- _Aim of the exercise_
If a line below includes the string "static", copy it.

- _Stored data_
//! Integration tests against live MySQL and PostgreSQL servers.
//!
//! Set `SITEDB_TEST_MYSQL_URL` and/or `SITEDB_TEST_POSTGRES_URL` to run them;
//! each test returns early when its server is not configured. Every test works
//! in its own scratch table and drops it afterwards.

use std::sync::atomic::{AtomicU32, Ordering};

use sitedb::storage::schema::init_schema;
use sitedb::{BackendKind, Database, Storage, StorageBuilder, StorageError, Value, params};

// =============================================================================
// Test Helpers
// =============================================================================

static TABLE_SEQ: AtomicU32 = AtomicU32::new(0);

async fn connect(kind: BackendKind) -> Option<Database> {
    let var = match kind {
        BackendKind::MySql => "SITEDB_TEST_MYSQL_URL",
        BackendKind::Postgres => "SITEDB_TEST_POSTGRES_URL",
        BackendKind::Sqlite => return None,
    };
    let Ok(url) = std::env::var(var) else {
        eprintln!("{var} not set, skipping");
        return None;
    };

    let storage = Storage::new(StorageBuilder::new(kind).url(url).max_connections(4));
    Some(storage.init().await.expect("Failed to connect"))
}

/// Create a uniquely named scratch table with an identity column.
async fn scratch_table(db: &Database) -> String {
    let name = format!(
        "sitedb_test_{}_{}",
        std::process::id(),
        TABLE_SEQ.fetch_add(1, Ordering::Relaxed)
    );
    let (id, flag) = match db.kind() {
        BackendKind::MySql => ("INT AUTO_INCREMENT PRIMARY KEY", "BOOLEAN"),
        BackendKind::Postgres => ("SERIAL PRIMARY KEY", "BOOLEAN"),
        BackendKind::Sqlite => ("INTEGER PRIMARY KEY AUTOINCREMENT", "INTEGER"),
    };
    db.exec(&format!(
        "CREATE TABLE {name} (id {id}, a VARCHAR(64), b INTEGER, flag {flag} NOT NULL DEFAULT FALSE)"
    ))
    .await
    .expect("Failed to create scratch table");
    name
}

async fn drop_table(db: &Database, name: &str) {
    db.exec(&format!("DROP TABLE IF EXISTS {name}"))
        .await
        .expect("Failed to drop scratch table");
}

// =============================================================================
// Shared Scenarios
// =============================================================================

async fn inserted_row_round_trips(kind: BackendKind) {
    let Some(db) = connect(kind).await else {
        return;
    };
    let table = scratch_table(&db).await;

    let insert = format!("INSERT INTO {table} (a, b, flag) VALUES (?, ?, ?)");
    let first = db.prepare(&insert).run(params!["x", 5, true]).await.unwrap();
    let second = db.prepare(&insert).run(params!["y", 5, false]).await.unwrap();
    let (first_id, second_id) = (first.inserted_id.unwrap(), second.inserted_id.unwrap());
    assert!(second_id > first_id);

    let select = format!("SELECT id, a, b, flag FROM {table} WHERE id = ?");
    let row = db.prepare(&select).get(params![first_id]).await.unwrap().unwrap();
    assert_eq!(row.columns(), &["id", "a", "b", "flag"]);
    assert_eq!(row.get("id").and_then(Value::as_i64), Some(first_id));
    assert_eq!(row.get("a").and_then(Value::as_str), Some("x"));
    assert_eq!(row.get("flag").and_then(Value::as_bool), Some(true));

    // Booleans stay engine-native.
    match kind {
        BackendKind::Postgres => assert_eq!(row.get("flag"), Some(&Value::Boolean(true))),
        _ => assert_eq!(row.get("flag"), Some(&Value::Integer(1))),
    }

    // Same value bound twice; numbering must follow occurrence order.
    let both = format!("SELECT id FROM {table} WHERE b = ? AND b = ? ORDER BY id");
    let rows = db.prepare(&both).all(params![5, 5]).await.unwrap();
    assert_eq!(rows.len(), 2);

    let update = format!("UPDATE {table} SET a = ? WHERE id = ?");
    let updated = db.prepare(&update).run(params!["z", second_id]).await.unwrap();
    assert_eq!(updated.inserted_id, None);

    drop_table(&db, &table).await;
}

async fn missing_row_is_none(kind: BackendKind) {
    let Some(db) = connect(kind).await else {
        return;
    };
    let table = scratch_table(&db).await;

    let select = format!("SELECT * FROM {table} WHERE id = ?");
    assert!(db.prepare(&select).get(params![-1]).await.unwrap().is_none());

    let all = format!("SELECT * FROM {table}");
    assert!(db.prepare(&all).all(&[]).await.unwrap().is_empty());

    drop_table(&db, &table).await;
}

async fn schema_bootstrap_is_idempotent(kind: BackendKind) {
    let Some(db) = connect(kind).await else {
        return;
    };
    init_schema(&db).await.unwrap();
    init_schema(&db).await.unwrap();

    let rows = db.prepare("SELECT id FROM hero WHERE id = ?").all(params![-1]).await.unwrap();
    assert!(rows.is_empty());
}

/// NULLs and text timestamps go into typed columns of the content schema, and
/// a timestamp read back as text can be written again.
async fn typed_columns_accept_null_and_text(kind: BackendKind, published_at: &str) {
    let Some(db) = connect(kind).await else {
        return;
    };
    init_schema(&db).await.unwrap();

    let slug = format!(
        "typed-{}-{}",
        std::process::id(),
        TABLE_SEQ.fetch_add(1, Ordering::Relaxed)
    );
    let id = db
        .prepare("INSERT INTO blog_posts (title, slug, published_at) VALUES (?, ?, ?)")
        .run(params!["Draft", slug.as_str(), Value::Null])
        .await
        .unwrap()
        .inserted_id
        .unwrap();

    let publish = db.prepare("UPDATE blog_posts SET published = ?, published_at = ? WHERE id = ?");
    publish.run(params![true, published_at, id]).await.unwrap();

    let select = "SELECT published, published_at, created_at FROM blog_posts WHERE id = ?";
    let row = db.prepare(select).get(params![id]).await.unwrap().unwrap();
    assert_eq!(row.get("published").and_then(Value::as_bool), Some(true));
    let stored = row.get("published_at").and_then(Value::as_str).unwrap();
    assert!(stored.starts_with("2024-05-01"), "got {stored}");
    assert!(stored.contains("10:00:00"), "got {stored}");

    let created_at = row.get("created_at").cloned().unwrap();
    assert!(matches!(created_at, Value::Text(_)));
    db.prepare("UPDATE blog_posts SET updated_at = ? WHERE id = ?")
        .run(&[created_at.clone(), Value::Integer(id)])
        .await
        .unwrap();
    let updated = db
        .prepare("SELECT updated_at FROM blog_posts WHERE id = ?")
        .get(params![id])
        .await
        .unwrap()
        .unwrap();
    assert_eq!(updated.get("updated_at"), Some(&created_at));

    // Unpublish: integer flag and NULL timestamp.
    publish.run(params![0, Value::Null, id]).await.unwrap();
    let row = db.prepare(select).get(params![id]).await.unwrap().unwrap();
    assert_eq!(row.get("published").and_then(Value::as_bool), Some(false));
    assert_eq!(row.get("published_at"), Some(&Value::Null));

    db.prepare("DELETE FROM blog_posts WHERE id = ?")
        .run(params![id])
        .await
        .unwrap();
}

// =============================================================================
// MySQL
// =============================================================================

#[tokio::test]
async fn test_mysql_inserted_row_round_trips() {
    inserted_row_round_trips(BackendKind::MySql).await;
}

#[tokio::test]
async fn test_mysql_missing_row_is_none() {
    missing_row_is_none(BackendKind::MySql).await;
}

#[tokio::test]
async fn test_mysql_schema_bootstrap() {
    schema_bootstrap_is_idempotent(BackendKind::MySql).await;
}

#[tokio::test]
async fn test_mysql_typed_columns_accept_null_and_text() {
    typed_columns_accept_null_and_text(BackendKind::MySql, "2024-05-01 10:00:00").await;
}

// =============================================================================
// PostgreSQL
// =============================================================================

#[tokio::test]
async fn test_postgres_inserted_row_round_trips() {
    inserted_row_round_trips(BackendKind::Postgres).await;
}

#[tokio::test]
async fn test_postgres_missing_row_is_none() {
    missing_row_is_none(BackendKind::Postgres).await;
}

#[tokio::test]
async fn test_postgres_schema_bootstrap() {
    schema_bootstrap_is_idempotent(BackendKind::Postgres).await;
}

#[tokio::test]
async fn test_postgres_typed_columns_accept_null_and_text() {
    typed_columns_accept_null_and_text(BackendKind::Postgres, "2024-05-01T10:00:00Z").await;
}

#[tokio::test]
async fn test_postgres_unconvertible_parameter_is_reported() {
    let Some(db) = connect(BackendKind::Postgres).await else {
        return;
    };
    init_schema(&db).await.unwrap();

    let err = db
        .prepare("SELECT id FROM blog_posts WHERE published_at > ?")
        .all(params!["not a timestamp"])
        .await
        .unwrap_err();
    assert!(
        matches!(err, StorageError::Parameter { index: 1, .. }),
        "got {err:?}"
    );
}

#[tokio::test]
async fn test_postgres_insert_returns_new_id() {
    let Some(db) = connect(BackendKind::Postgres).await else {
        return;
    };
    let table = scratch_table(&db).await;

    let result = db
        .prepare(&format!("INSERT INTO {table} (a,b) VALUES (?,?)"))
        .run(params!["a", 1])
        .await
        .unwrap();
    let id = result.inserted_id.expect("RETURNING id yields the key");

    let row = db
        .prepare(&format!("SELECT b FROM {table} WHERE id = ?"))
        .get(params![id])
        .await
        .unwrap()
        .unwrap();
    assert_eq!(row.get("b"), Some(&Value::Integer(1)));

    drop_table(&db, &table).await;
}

...

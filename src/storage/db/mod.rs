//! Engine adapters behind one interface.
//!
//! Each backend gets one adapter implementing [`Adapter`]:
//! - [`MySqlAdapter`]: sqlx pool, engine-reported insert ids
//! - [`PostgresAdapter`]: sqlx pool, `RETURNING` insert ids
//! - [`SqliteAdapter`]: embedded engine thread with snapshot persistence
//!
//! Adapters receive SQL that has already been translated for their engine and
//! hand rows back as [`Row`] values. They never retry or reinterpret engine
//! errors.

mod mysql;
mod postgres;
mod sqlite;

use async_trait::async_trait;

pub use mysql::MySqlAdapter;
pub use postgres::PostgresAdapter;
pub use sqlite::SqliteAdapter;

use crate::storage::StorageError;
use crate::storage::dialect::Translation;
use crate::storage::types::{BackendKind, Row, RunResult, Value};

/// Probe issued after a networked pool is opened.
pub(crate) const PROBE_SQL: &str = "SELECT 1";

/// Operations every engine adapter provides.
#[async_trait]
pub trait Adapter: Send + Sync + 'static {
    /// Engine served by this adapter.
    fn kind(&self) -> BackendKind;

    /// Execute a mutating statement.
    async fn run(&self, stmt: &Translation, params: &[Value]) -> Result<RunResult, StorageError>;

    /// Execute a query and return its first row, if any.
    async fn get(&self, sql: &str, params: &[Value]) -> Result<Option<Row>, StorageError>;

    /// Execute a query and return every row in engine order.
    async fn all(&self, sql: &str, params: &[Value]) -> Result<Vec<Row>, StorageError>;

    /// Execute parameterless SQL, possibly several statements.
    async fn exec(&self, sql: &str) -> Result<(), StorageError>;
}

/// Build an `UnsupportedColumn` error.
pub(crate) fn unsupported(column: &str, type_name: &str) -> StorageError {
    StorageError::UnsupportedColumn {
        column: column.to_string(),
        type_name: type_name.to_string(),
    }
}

- _Response_
static TABLE_SEQ: AtomicU32 = AtomicU32::new(0);
pub trait Adapter: Send + Sync + 'static {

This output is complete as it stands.